La phase initiale de l’urbanisation se caractérise par la croissance rapide des grandes villes au détriment des petites et moyennes. Dans le deuxième tiers de cette période, la croissance des grandes villes et la perte de population des petites villes atteignent leur apogée. Le début du renversement marque le leadership des centres de taille moyenne ; les grandes villes perdent du terrain et de l’attrait, tandis que les petites villes en gagnent. Dans la phase suivante du renversement, les petites villes se précipitent, bien que les villes moyennes restent en tête, et l’indice de croissance des grandes villes devient négatif. La contre-urbanisation (désurbanisation) ouvre la phase initiale des petites agglomérations, où les immigrants affluent ; les centres de taille moyenne perdent de la population ; les grands centres, après avoir atteint leur point le plus bas, se stabilisent.

Ensuite, tout revient à l’ordre initial et le processus se répète, mais avec une diminution de l’amplitude des courbes sur les deux axes : les étapes elles-mêmes se raccourcissent et les écarts entre les indicateurs des classes de peuplement se réduisent. La mobilité générale de la population, les changements fréquents dans les cycles de migration (des grands centres et vice versa) se combinent avec la stabilité de la hiérarchie de peuplement établie[11] .

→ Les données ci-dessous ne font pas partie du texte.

//! Clock, random and delay implementations.

use std::sync::Mutex;
use std::time::Duration;

use async_trait::async_trait;
use chrono::{DateTime, Utc};
use rand::rngs::StdRng;
use rand::{Rng, SeedableRng};
use uuid::Uuid;

use crate::infrastructure::ports::{ClockPort, DelayPort, RandomPort};

/// System clock - uses real time.
pub struct SystemClock;

impl SystemClock {
    pub fn new() -> Self {
        Self
    }
}

impl Default for SystemClock {
    fn default() -> Self {
        Self::new()
    }
}

impl ClockPort for SystemClock {
    fn now(&self) -> DateTime<Utc> {
        Utc::now()
    }
}

/// System random - uses the thread-local RNG.
pub struct SystemRandom;

impl SystemRandom {
    pub fn new() -> Self {
        Self
    }
}

impl Default for SystemRandom {
    fn default() -> Self {
        Self::new()
    }
}

impl RandomPort for SystemRandom {
    fn gen_index(&self, upper: usize) -> usize {
        rand::thread_rng().gen_range(0..upper)
    }

    fn gen_uuid(&self) -> Uuid {
        Uuid::new_v4()
    }
}

/// Seeded random - reproducible sequence of draws for a given seed.
pub struct SeededRandom {
    rng: Mutex<StdRng>,
}

impl SeededRandom {
    pub fn new(seed: u64) -> Self {
        Self {
            rng: Mutex::new(StdRng::seed_from_u64(seed)),
        }
    }

    fn with_rng<T>(&self, f: impl FnOnce(&mut StdRng) -> T) -> T {
        // A poisoned lock still holds a usable RNG state.
        let mut guard = match self.rng.lock() {
            Ok(guard) => guard,
            Err(poisoned) => poisoned.into_inner(),
        };
        f(&mut guard)
    }
}

impl RandomPort for SeededRandom {
    fn gen_index(&self, upper: usize) -> usize {
        self.with_rng(|rng| rng.gen_range(0..upper))
    }

    fn gen_uuid(&self) -> Uuid {
        let bytes: [u8; 16] = self.with_rng(|rng| rng.gen());
        uuid::Builder::from_random_bytes(bytes).into_uuid()
    }
}

/// Tokio timer - real pause between draw trigger and reveal.
pub struct TokioDelay;

impl TokioDelay {
    pub fn new() -> Self {
        Self
    }
}

impl Default for TokioDelay {
    fn default() -> Self {
        Self::new()
    }
}

#[async_trait]
impl DelayPort for TokioDelay {
    async fn sleep(&self, duration: Duration) {
        tokio::time::sleep(duration).await;
    }
}

/// No delay - resolves immediately, keeps the animating transition.
pub struct NoDelay;

#[async_trait]
impl DelayPort for NoDelay {
    async fn sleep(&self, _duration: Duration) {
        tokio::task::yield_now().await;
    }
}

/// Fixed clock for testing.
#[cfg(test)]
pub struct FixedClock(pub DateTime<Utc>);

#[cfg(test)]
impl ClockPort for FixedClock {
    fn now(&self) -> DateTime<Utc> {
        self.0
    }
}

/// Scripted random for testing: returns the queued indices in order
/// (each reduced modulo the bound), then zero.
#[cfg(test)]
pub struct ScriptedRandom {
    indices: Mutex<std::collections::VecDeque<usize>>,
}

#[cfg(test)]
impl ScriptedRandom {
    pub fn new(indices: impl IntoIterator<Item = usize>) -> Self {
        Self {
            indices: Mutex::new(indices.into_iter().collect()),
        }
    }
}

#[cfg(test)]
impl RandomPort for ScriptedRandom {
    fn gen_index(&self, upper: usize) -> usize {
        let next = self.indices.lock().unwrap().pop_front().unwrap_or(0);
        next % upper
    }

    fn gen_uuid(&self) -> Uuid {
        Uuid::nil()
    }
}

#[cfg(test)]
mod tests {
    use super::*;

    #[test]
    fn test_system_random_stays_in_bounds() {
        let random = SystemRandom::new();
        for upper in 1..50 {
            assert!(random.gen_index(upper) < upper);
        }
    }

    #[test]
    fn test_seeded_random_is_reproducible() {
        let a = SeededRandom::new(2024);
        let b = SeededRandom::new(2024);
        let seq_a: Vec<usize> = (0..20).map(|_| a.gen_index(33)).collect();
        let seq_b: Vec<usize> = (0..20).map(|_| b.gen_index(33)).collect();
        assert_eq!(seq_a, seq_b);
        assert_eq!(a.gen_uuid(), b.gen_uuid());
    }

    #[test]
    fn test_scripted_random_wraps_to_bound() {
        let random = ScriptedRandom::new([7, 1]);
        assert_eq!(random.gen_index(5), 2);
        assert_eq!(random.gen_index(5), 1);
        assert_eq!(random.gen_index(5), 0);
    }

    #[tokio::test(start_paused = true)]
    async fn test_tokio_delay_waits_for_duration() {
        let start = tokio::time::Instant::now();
        TokioDelay::new().sleep(Duration::from_millis(1000)).await;
        assert!(start.elapsed() >= Duration::from_millis(1000));
    }

    #[tokio::test]
    async fn test_no_delay_returns_immediately() {
        NoDelay.sleep(Duration::from_secs(3600)).await;
    }
}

Le progrès technologique ramène les gens sur terre

La carte du dépeuplement des grandes villes de l’Union européenne[12]

La révolution industrielle a encouragé l’humanité à se déplacer vers les villes, entraînant un boom de l’urbanisation. Les possibilités d’emploi, un niveau de vie plus élevé et plus confortable, l’accès à l’éducation et aux soins de santé, ainsi que des services centralisés pour faciliter la vie, ont conduit au développement rapide de mégapoles dans le monde entier. Mais les progrès technologiques inéluctables ont entraîné des changements structurels.

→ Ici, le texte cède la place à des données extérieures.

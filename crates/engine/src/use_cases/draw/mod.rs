//! Draw use cases.
//!
//! `LotterySession` owns the state of one user session and sequences a draw:
//! 1. Resolve and validate both zones' pick counts
//! 2. Reject the draw if a custom pool is marked invalid
//! 3. Enter `Animating` and wait for the configured delay
//! 4. Resolve each zone's pool, check it is large enough, sample both zones
//! 5. Commit both zones' results together and return to `Idle`
//!
//! Every command takes `&mut self` and `pick_numbers` keeps that borrow across
//! its delay, so no other intent can run while a draw is animating.

use std::sync::Arc;
use std::time::Duration;

use tokio::sync::watch;

use luckydraw_domain::{
    resolve_count, sample, step_count, validate_counts, CountValidationError, CustomPoolInput,
    LotteryCatalog, LotteryTypeDefinition, LotteryTypeId, NumberPool, PoolValidationError,
    SampleError, Step, Zone, ZoneConfig, ZonePair,
};

mod state;
mod types;

pub use types::{DrawOutcome, DrawPhase, DrawSnapshot, ZoneView};

use crate::infrastructure::ports::{ClockPort, DelayPort, RandomPort};
use state::SessionState;
use types::result_slots;


/// Errors that block a draw. All are shown to the user.
#[derive(Debug, Clone, PartialEq, Eq, thiserror::Error)]
pub enum DrawError {
    #[error("Unknown lottery type: {0}")]
    UnknownLotteryType(LotteryTypeId),

    #[error(transparent)]
    InvalidCount(#[from] CountValidationError),

    #[error("{zone_name} custom pool is invalid: {source}")]
    InvalidCustomPool {
        zone: Zone,
        zone_name: String,
        source: PoolValidationError,
    },

    #[error("{zone_name} pool only has {available} numbers, cannot pick {requested}")]
    PoolTooSmall {
        zone: Zone,
        zone_name: String,
        available: usize,
        requested: usize,
    },

    /// Sampler precondition violated after validation passed
    #[error("Sampling failed: {0}")]
    Sampling(#[from] SampleError),
}

impl DrawError {
    /// Message for the blocking dialog.
    pub fn user_message(&self) -> String {
        match self {
            Self::Sampling(_) => {
                "Something went wrong while picking numbers, please try again".to_string()
            }
            other => other.to_string(),
        }
    }
}

/// Ports a session depends on.
#[derive(Clone)]
pub struct DrawPorts {
    pub random: Arc<dyn RandomPort>,
    pub clock: Arc<dyn ClockPort>,
    pub delay: Arc<dyn DelayPort>,
}

/// The draw orchestrator for one user session.
pub struct LotterySession {
    catalog: Arc<LotteryCatalog>,
    ports: DrawPorts,
    animation_delay: Duration,
    state: SessionState,
    snapshots: watch::Sender<DrawSnapshot>,
}

impl LotterySession {
    /// Start a session on `initial_type` with all custom fields blank.
    pub fn new(
        catalog: Arc<LotteryCatalog>,
        initial_type: &LotteryTypeId,
        ports: DrawPorts,
        animation_delay: Duration,
    ) -> Result<Self, DrawError> {
        let definition = catalog
            .get(initial_type.as_str())
            .cloned()
            .ok_or_else(|| DrawError::UnknownLotteryType(initial_type.clone()))?;

        let state = SessionState::new(definition);
        let initial = build_snapshot(&state);
        let (snapshots, _) = watch::channel(initial);

        tracing::debug!(lottery_type = %initial_type, "Draw session started");

        Ok(Self {
            catalog,
            ports,
            animation_delay,
            state,
            snapshots,
        })
    }

    // =========================================================================
    // Queries
    // =========================================================================

    pub fn current_type_id(&self) -> &LotteryTypeId {
        &self.state.definition.id
    }

    pub fn definition(&self) -> &LotteryTypeDefinition {
        &self.state.definition
    }

    /// Lottery types available for selection.
    pub fn lottery_types(&self) -> &[LotteryTypeDefinition] {
        self.catalog.list()
    }

    pub fn zone_config(&self, zone: Zone) -> &ZoneConfig {
        self.state.definition.zone(zone)
    }

    pub fn custom_count(&self, zone: Zone) -> &str {
        &self.state.zones[zone].custom_count
    }

    pub fn resolved_count(&self, zone: Zone) -> i64 {
        resolve_count(self.custom_count(zone), self.zone_config(zone))
    }

    pub fn custom_range(&self, zone: Zone) -> &str {
        self.state.zones[zone].custom_range.raw()
    }

    pub fn custom_pool(&self, zone: Zone) -> &NumberPool {
        self.state.zones[zone].custom_range.pool()
    }

    pub fn range_valid(&self, zone: Zone) -> bool {
        self.state.zones[zone].custom_range.is_valid()
    }

    pub fn range_error(&self, zone: Zone) -> Option<&PoolValidationError> {
        self.state.zones[zone].custom_range.error()
    }

    pub fn selected_numbers(&self, zone: Zone) -> &[u32] {
        &self.state.zones[zone].selected
    }

    pub fn phase(&self) -> DrawPhase {
        self.state.phase
    }

    pub fn is_animating(&self) -> bool {
        self.state.is_animating()
    }

    pub fn last_message(&self) -> Option<&str> {
        self.state.last_message.as_deref()
    }

    pub fn last_outcome(&self) -> Option<&DrawOutcome> {
        self.state.last_outcome.as_ref()
    }

    pub fn snapshot(&self) -> DrawSnapshot {
        build_snapshot(&self.state)
    }

    /// Receive a new snapshot after every state change.
    pub fn subscribe(&self) -> watch::Receiver<DrawSnapshot> {
        self.snapshots.subscribe()
    }

    // =========================================================================
    // Commands
    // =========================================================================

    /// Switch to another lottery type, resetting all custom input and results.
    ///
    /// Unknown ids are ignored; returns whether the switch happened.
    pub fn change_lottery_type(&mut self, type_id: &str) -> bool {
        let Some(definition) = self.catalog.get(type_id).cloned() else {
            tracing::warn!(lottery_type = %type_id, "Ignoring unknown lottery type");
            return false;
        };

        self.state.last_message = None;
        self.state.reset_for(definition);
        tracing::info!(lottery_type = %type_id, "Lottery type changed");
        self.publish();
        true
    }

    /// Store the raw count override text for a zone and clear results.
    pub fn update_custom_count(&mut self, zone: Zone, text: impl Into<String>) {
        let text = text.into();
        tracing::debug!(%zone, count = %text, "Custom count updated");

        self.state.last_message = None;
        self.state.zones[zone].custom_count = text;
        self.state.clear_results();
        self.publish();
    }

    /// Increment or decrement a zone's count within its limits.
    ///
    /// Returns `false` when the step would leave `[min_count, max_count]`.
    pub fn step_custom_count(&mut self, zone: Zone, step: Step) -> bool {
        match step_count(self.custom_count(zone), self.zone_config(zone), step) {
            Some(text) => {
                self.update_custom_count(zone, text);
                true
            }
            None => false,
        }
    }

    /// Parse and validate custom pool text, storing text, pool and validity
    /// together, and clear results.
    pub fn update_custom_range(&mut self, zone: Zone, text: impl Into<String>) {
        let input = CustomPoolInput::evaluate(text, self.zone_config(zone));
        tracing::debug!(
            %zone,
            pool_size = input.pool().len(),
            valid = input.is_valid(),
            "Custom range updated"
        );

        self.state.last_message = None;
        self.state.zones[zone].custom_range = input;
        self.state.clear_results();
        self.publish();
    }

    /// Run a full draw.
    ///
    /// Validation failures abort before animating. Pool and sampling failures
    /// abort after the delay without touching existing results. The session
    /// is always back in `Idle` when this returns or is dropped.
    pub async fn pick_numbers(&mut self) -> Result<DrawOutcome, DrawError> {
        self.state.last_message = None;

        let counts = match self.validated_counts() {
            Ok(counts) => counts,
            Err(e) => return Err(self.reject(e)),
        };

        let delay = Arc::clone(&self.ports.delay);
        let animation_delay = self.animation_delay;

        let result = {
            let guard = AnimatingGuard::enter(self);
            delay.sleep(animation_delay).await;
            guard.session.complete_draw(&counts)
        };

        match result {
            Ok(outcome) => {
                tracing::info!(
                    draw_id = %outcome.draw_id,
                    lottery_type = %outcome.lottery_type_id,
                    primary = ?outcome.numbers.primary,
                    secondary = ?outcome.numbers.secondary,
                    "Draw committed"
                );
                self.publish();
                Ok(outcome)
            }
            Err(e) => Err(self.reject(e)),
        }
    }

    // =========================================================================
    // Draw steps
    // =========================================================================

    /// Resolve and validate counts, then make sure no custom pool is invalid.
    fn validated_counts(&self) -> Result<ZonePair<usize>, DrawError> {
        let resolved = ZonePair::from_fn(|zone| self.resolved_count(zone));
        validate_counts(&self.state.definition, &resolved)?;

        for zone in Zone::ALL {
            if let Some(error) = self.range_error(zone) {
                return Err(DrawError::InvalidCustomPool {
                    zone,
                    zone_name: self.zone_config(zone).name.clone(),
                    source: error.clone(),
                });
            }
        }

        // Validated counts are at least min_count, hence non-negative.
        Ok(resolved.map(|_, count| usize::try_from(count).unwrap_or_default()))
    }

    /// Custom pool if set and valid, otherwise the zone's default range.
    fn effective_pool(&self, zone: Zone) -> NumberPool {
        match self.state.zones[zone].custom_range.override_pool() {
            Some(pool) => pool.clone(),
            None => self.zone_config(zone).default_pool(),
        }
    }

    fn complete_draw(&mut self, counts: &ZonePair<usize>) -> Result<DrawOutcome, DrawError> {
        let pools = ZonePair::from_fn(|zone| self.effective_pool(zone));

        for (zone, pool) in pools.iter() {
            if pool.len() < counts[zone] {
                return Err(DrawError::PoolTooSmall {
                    zone,
                    zone_name: self.zone_config(zone).name.clone(),
                    available: pool.len(),
                    requested: counts[zone],
                });
            }
        }

        let random = Arc::clone(&self.ports.random);
        let numbers = pools.try_map(|zone, pool| {
            sample(pool.as_slice(), counts[zone], |bound| random.gen_index(bound))
        })?;

        let outcome = DrawOutcome {
            draw_id: random.gen_uuid(),
            drawn_at: self.ports.clock.now(),
            lottery_type_id: self.state.definition.id.clone(),
            numbers,
        };
        self.state.commit(outcome.clone());
        Ok(outcome)
    }

    /// Record a blocking failure and hand the error back.
    fn reject(&mut self, error: DrawError) -> DrawError {
        match &error {
            DrawError::Sampling(e) => {
                tracing::error!(error = %e, "Sampler invariant violated after validation");
            }
            other => {
                tracing::warn!(
                    lottery_type = %self.state.definition.id,
                    error = %other,
                    "Draw rejected"
                );
            }
        }
        self.state.last_message = Some(error.user_message());
        self.publish();
        error
    }

    fn publish(&self) {
        self.snapshots.send_replace(build_snapshot(&self.state));
    }
}

/// Holds the session in `Animating`; dropping it returns to `Idle`.
struct AnimatingGuard<'a> {
    session: &'a mut LotterySession,
}

impl<'a> AnimatingGuard<'a> {
    fn enter(session: &'a mut LotterySession) -> Self {
        session.state.phase = DrawPhase::Animating;
        session.publish();
        Self { session }
    }
}

impl Drop for AnimatingGuard<'_> {
    fn drop(&mut self) {
        self.session.state.phase = DrawPhase::Idle;
        self.session.publish();
    }
}

fn build_snapshot(state: &SessionState) -> DrawSnapshot {
    let definition = &state.definition;
    let zones = ZonePair::from_fn(|zone| {
        let input = &state.zones[zone];
        let config = definition.zone(zone);
        let resolved_count = resolve_count(&input.custom_count, config);
        ZoneView {
            zone,
            config: config.clone(),
            custom_count: input.custom_count.clone(),
            resolved_count,
            custom_range: input.custom_range.raw().to_string(),
            custom_pool: input.custom_range.pool().clone(),
            range_valid: input.custom_range.is_valid(),
            range_error: input.custom_range.error().map(|e| e.to_string()),
            selected_numbers: input.selected.clone(),
            slots: result_slots(&input.selected, resolved_count, config),
        }
    });

    DrawSnapshot {
        lottery_type_id: definition.id.clone(),
        lottery_name: definition.name.clone(),
        description: definition.description.clone(),
        phase: state.phase,
        is_animating: state.is_animating(),
        zones,
        last_message: state.last_message.clone(),
        last_draw_id: state.last_outcome.as_ref().map(|o| o.draw_id),
        last_drawn_at: state.last_outcome.as_ref().map(|o| o.drawn_at),
    }
}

Le développement rapide des technologies de l’information montre que l’on ne doit pas nécessairement vivre là où l’on travaille. Aujourd’hui, il existe un terrain de jeu mondial où le siège d’une entreprise peut facilement interagir avec les employés du monde entier grâce à la technologie numérique. Services en nuage, conférences en ligne, plateformes de collaboration et d’apprentissage : tous ces outils permettent des flux de travail productifs même lorsque les employés ne se trouvent pas dans le même bureau, pour autant que l’internet soit disponible.

C’est un excellent moyen pour les entreprises d’économiser de l’argent. L’équipement technique du lieu de travail d’un employé vivant dans une région éloignée est une solution beaucoup moins coûteuse que la location d’un bureau dans une grande ville. En outre, le fait d’attirer du capital humain pour le travail à distance dans des régions éloignées de la ville permet de réaliser des économies sur les salaires, car le paiement de la main-d’œuvre est également de nature zonale.

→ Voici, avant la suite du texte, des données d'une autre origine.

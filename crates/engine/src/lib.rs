//! LuckyDraw Engine library.
//!
//! Draw orchestration on top of the pure `luckydraw-domain` crate.
//!
//! ## Structure
//!
//! - `use_cases/` - The draw session state machine
//! - `infrastructure/` - Ports, their adapters, configuration and tracing
//! - `app` - Application composition

pub mod app;
pub mod infrastructure;
pub mod use_cases;

pub use app::App;
pub use infrastructure::config::DrawConfig;
pub use use_cases::draw::{
    DrawError, DrawOutcome, DrawPhase, DrawPorts, DrawSnapshot, LotterySession, ZoneView,
};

Le rythme de vie effréné, les prix exorbitants des logements, le stress permanent, les difficultés de déplacement et le temps perdu dans les embouteillages incitent de plus en plus les gens à vivre en dehors de la ville. Et si la ville offrait autrefois plus de possibilités de consommation et d’éducation, aujourd’hui tout peut être acheté en ligne avec livraison à domicile et toutes les compétences et connaissances peuvent être acquises par le biais de plateformes et d’initiatives éducatives en ligne sans avoir à se rendre en ville. L’amélioration des infrastructures dans les zones rurales rend la vie plus pratique, avec un coût de la vie beaucoup plus bas. De plus en plus, l’air pur, la tranquillité, les grands espaces et la proximité de la nature l’emportent sur l’attrait des lumières de la ville[13] .

En 2018, les Nations unies ont prédit que les deux tiers de la population mondiale vivraient dans des villes d’ici 2050, mais en 2019, un virus a perturbé le modèle de croissance urbaine. La pandémie de COVID-19 a favorisé la tendance à la désurbanisation. Tout ce qui faisait l’attrait de la vie dans une grande ville est devenu inaccessible, et les zones urbaines densément peuplées se sont transformées en dangereux foyers de maladies, de nombreuses personnes étant piégées chez elles, sans vie sociale, mais avec la nécessité de continuer à travailler depuis leur bureau à domicile, d’élever leurs enfants à distance et de s’occuper de leur foyer.

Cet isolement a un fort impact psychologique et a poussé de nombreux habitants à “fuir” la jungle de béton. En outre, les suppressions massives d’emplois ont provoqué un exode des résidents qui ne sont plus en mesure de payer leur vie dans la ville[14] . Mais la quarantaine a montré que le mécanisme économique peut continuer à fonctionner, même si une partie importante de la main-d’œuvre travaillera à distance depuis son domicile ou dans des bureaux situés en dehors des mégapoles et des centres financiers du monde, la migration vers la ville n’étant plus une condition nécessaire à l’emploi. C’est tout le système social qui doit être transformé et faire l’objet d’une attention particulière[15] .

Les grandes villes et les mégapoles jouent encore un rôle de premier plan dans la répartition des flux humains, mais il est clair qu’elles doivent être repensées en mettant l’accent sur la durabilité et en adoptant une approche au cas par cas. La pandémie a modifié les modes de vie et de travail presque partout dans le monde et il est difficile de prédire dans quelle mesure cela affectera l’équilibre entre l’urbanisation et la désurbanisation dans les années à venir[16] .

Villes intelligentes

Qu’est-ce qui rend une ville “intelligente” ?[17]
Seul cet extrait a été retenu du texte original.